A parsnip is a long tapered root vegetable which belongs to the Apiaceae family. Although parsnips are a biennial root vegetable, they are generally grown as an annual. These plants usually contain cream-colored tuberous roots which are grown underground. They have one underground tap root and the greenery grows above ground. Seeds germination in this plant is slow and; therefore; it needs certain growing conditions to prevent deformities.
8. Mirabilis Jalapa
Mirabilis Jalapa is commonly known as a four O’ clock plant because the flowers of this plant open up in the late afternoon to produce a strong, sweet-smelling fragrance throughout the night and gets closed again in the morning. It is a perennial, herbaceous, bushy plant which belongs to the Nyctaginaceae family and is mainly found in temperate zones. Tap roots undergo modifications to form tuberous roots for storage purposes. Tuberous roots are the modified lateral roots for nourishment storage to store food and minerals. Tuberous roots produced in mirabilis jalapa are swollen, which stores nourishment and helps them to perennate through dry and cold periods.

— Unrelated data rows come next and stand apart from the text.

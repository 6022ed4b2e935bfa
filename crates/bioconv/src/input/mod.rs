//! Input layer: delimited-text parsing, source metadata, and chunked
//! reading for files too large to hold in memory.

mod chunks;
mod parser;
mod source;

pub use chunks::{suggest_chunk_rows, ChunkReader};
pub use parser::{Parser, ParserConfig};
pub use source::{DataTable, SourceMetadata};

9. Trichosanthes (Vern. Parwal)
Trichosanthes dioca, also known as pointed gourd, is a tropical perennial cucurbit plant which belongs to the Cucurbitaceae family. In regions of India and Bangladesh, it is also known as parwal or palwal. Trichosanthes plant has tuberous roots which are the modifications of tap roots for storage purposes. Despite growing underground, largely in darkness, roots emerge to be very sensitive to light. This plant is cultivated mainly as a vegetable, and also the leaves of this plant are used for its antipyretic, diuretic, cardiotonic, laxative, and antiulcer effects.
10. Ruellia tuberosa
Ruellia tuberosa, commonly known as cracker plant/minnieroot, is a small biennial plant from the Acanthaceae family containing thick fusiform tuberous roots (storage roots). Fusiform tuberous roots are modified forms of tap roots developed for storage purposes. The storage roots of this plant get swollen and fleshy to store food and minerals and the fruits of this plant are 2-3 cm long spindle-shaped capsules. Ruellia tuberosa is traditionally used as a diuretic, antipyretic, analgesic, anti-hypertensive, anthelmintic, abortifacient, and as an emetic in various disorders like bladder disease, kidney disorder, bronchitis, gonorrhea, and syphilis.